Paris é particularmente vulnerável ao calor devido ao efeito “ilha de calor urbana”: árvores, parques e outros espaços verdes ajudam a moderar as altas temperaturas, enquanto a elevada densidade de edifícios – uma característica da capital francesa – tendem a reter e intensificar o calor. Outro agravante é o fato de que até 80% dos edifícios de Paris têm telhados de zinco, que retêm o calor, criando um efeito de ilha de calor urbano ainda mais intenso em comparação com outras cidades.

Paris foi palco do Acordo internacional que estabeleceu limites para o aumento da temperatura global, no ano de 2015. Diante do desafio de realizar um megaevento sustentável, a organização das Olimpíadas tem divulgado sua estratégia climática e alegado ser a edição com menor emissão de gases do efeito estufa (GEE) desde 2010, quando comparado às edições de Londres e Rio de Janeiro. Embora estabelecer um limite de emissões seja louvável e possa gerar precedentes para próximas edições, um estudo da Carbon Market Watch e da éclaircies, organização da sociedade civil francesa, analisou que a estratégia climática é insuficiente, já que se implementada em sua totalidade, cobrirá apenas 30% das emissões do evento.

Calor não é exclusividade francesa

No entanto, o problema está longe de ser exclusivo da França. No que diz respeito aos Jogos Olímpicos de Verão, atletas, trabalhadores e turistas vêm enfrentando ondas de calor mais frequentes e brutais, independentemente do local onde os jogos ocorrem. Na última edição das Olimpíadas, em 2021, em Tóquio, temperaturas acima de 34ºC e umidade próxima de 70% fizeram com que a competição fosse descrita como “a mais quente da história”.
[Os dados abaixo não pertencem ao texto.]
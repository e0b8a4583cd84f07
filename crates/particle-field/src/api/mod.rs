pub mod config;
pub mod render_loop;
pub mod simulator;
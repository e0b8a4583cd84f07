/// Input events the field understands, in viewport (CSS pixel) coordinates.
#[derive(Debug, Clone, Copy, PartialEq)]
pub enum InputEvent {
    /// The mouse cursor moved to (x, y).
    PointerMove { x: f32, y: f32 },
    /// The mouse cursor left the drawing surface.
    PointerLeave,
    /// A single-finger touch moved to (x, y).
    TouchMove { x: f32, y: f32 },
    /// The active touch ended.
    TouchEnd,
    /// The viewport changed size. Debounced before the field is rebuilt.
    Resize { width: f32, height: f32 },
}

/// A queue of input events.
/// JS writes events into the queue between frames; Rust drains them at the start of each tick.
pub struct InputQueue {
    events: Vec<InputEvent>,
}

impl InputQueue {
    pub fn new() -> Self {
        Self {
            events: Vec::with_capacity(32),
        }
    }

    /// Push a new input event (called from JS via wasm-bindgen).
    pub fn push(&mut self, event: InputEvent) {
        self.events.push(event);
    }

    /// Drain all pending events. Returns a Vec and clears the queue.
    pub fn drain(&mut self) -> Vec<InputEvent> {
        std::mem::take(&mut self.events)
    }

    /// Check if there are pending events.
    pub fn is_empty(&self) -> bool {
        self.events.is_empty()
    }

    /// Number of pending events.
    pub fn len(&self) -> usize {
        self.events.len()
    }
}

impl Default for InputQueue {
    fn default() -> Self {
        Self::new()
    }
}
E os Jogos Olímpicos de Inverno também já sofrem com o calor. Em Sochi, na Rússia, em fevereiro de 2014, os termômetros chegaram aos 15ºC. A cidade foi apontada como a mais quente na história a sediar a competição. O derretimento da neve em locais de provas foi apontado por alguns atletas como causa para desempenhos ruins e até acidentes. No ano passado, o Comitê Olímpico Internacional (COI) afirmou que os Jogos de Inverno terão de se adaptar, uma vez que a previsão é de que, na metade deste século, somente de 10 a 12 países (comitês nacionais) possam sediar o evento, que depende de muita neve, gelo e frio.
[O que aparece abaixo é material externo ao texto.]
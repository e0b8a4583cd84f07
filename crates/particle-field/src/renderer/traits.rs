//! Drawing-surface contract.
//!
//! The simulation never talks to a canvas directly. The web bridge implements
//! [`Surface`] on top of `CanvasRenderingContext2d`; tests and headless hosts
//! use the recording [`DrawList`](super::draw_list::DrawList).

use glam::Vec2;

/// An sRGB color with straight (non-premultiplied) alpha.
#[derive(Debug, Clone, Copy, PartialEq)]
pub struct Rgba {
    pub r: u8,
    pub g: u8,
    pub b: u8,
    /// Opacity, 0.0 = invisible, 1.0 = opaque.
    pub a: f32,
}

impl Rgba {
    pub const WHITE: Rgba = Rgba::rgb(255, 255, 255);
    pub const BLACK: Rgba = Rgba::rgb(0, 0, 0);

    pub const fn rgb(r: u8, g: u8, b: u8) -> Self {
        Self { r, g, b, a: 1.0 }
    }

    /// Same color with a different alpha.
    pub fn with_alpha(self, a: f32) -> Self {
        Self { a, ..self }
    }

    /// CSS color string, e.g. `rgba(255, 255, 255, 0.4)`.
    pub fn to_css(&self) -> String {
        format!("rgba({}, {}, {}, {})", self.r, self.g, self.b, self.a)
    }
}

/// A 2D raster target with the three primitives the field needs.
pub trait Surface {
    /// Erase the rectangle (0, 0)..(width, height).
    fn clear(&mut self, width: f32, height: f32);

    /// Fill a circle.
    fn fill_circle(&mut self, center: Vec2, radius: f32, color: Rgba);

    /// Stroke a straight line segment.
    fn stroke_line(&mut self, from: Vec2, to: Vec2, width: f32, color: Rgba);

    /// Resize the backing store. Surfaces without one ignore this.
    fn resize(&mut self, _width: f32, _height: f32) {}
}

#[cfg(test)]
mod tests {
    use super::*;

    #[test]
    fn with_alpha_keeps_channels() {
        let c = Rgba::WHITE.with_alpha(0.25);
        assert_eq!((c.r, c.g, c.b), (255, 255, 255));
        assert_eq!(c.a, 0.25);
    }

    #[test]
    fn css_formatting() {
        assert_eq!(Rgba::BLACK.with_alpha(0.5).to_css(), "rgba(0, 0, 0, 0.5)");
        assert_eq!(Rgba::WHITE.to_css(), "rgba(255, 255, 255, 1)");
    }
}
Ainda não se sabe se Paris irá superar o calor de Tóquio, mas a tendência é que, daqui para a frente, o cenário só piore. De acordo com a CarbonPlan, uma ONG focada em soluções climáticas, em 2050 a maior parte do mundo estará quente demais no período de verão para acolher os Jogos Olímpicos. Por isso, alguns atletas e cientistas climáticos têm sugerido que tanto os Jogos Olímpicos como outras competições, como Grand Slam de Tênis e Copa do Mundo, sejam transferidos para outras estações do ano.
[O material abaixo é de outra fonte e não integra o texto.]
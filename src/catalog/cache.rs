//! Catalog Cache
//!
//! Stores the merged record set on disk, keyed by a fingerprint of the
//! locator list, so repeated runs skip the network.

use sha2::{Digest, Sha256};
use std::path::PathBuf;
use tokio::fs;
use tracing::debug;

use super::Catalog;
use crate::error::{CanvasError, CanvasResult};

const CACHE_PREFIX: &str = "controls-canvas-";

/// Order-sensitive fingerprint of a locator list: the first 8 bytes of the
/// SHA-256 digest of the locators joined by `|`, hex encoded.
pub fn fingerprint(locators: &[String]) -> String {
    let joined = locators.join("|");
    let digest = Sha256::digest(joined.as_bytes());
    hex::encode(&digest[..8])
}

pub struct CatalogCache {
    dir: PathBuf,
}

impl CatalogCache {
    pub fn new(dir: impl Into<PathBuf>) -> Self {
        Self { dir: dir.into() }
    }

    pub fn path_for(&self, locators: &[String]) -> PathBuf {
        self.dir.join(format!("{}{}.yaml", CACHE_PREFIX, fingerprint(locators)))
    }

    /// Read a cached record set. Any error here is a cache miss for the caller.
    pub async fn load(&self, locators: &[String]) -> CanvasResult<Catalog> {
        let path = self.path_for(locators);
        let bytes = fs::read(&path).await.map_err(|source| CanvasError::Read {
            path: path.clone(),
            source,
        })?;
        debug!("Read {} cached bytes from {:?}", bytes.len(), path);
        Catalog::from_yaml(&bytes, &path.to_string_lossy())
    }

    /// Write the record set, creating the cache directory on first use.
    pub async fn save(&self, locators: &[String], catalog: &Catalog) -> CanvasResult<PathBuf> {
        if !self.dir.exists() {
            fs::create_dir_all(&self.dir).await.map_err(|source| CanvasError::Write {
                path: self.dir.clone(),
                source,
            })?;
        }

        let yaml = catalog.to_yaml()?;
        let path = self.path_for(locators);
        fs::write(&path, yaml).await.map_err(|source| CanvasError::Write {
            path: path.clone(),
            source,
        })?;
        Ok(path)
    }
}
A depender dos compromissos assumidos até agora pelos países para redução nas emissões de gases de efeito estufa, que apontam, nos cenários mais pessimistas, para um aquecimento acima de 4ºC em 2100, essa previsão de manter as competições esportivas em outras estações do ano até parece otimista. Em um mundo cada vez mais quente, os impactos do clima nas pessoas e ecossistemas estão se mostrando mais vastos e severos do que se esperava, e os riscos futuros aumentam a cada fração de grau de aquecimento.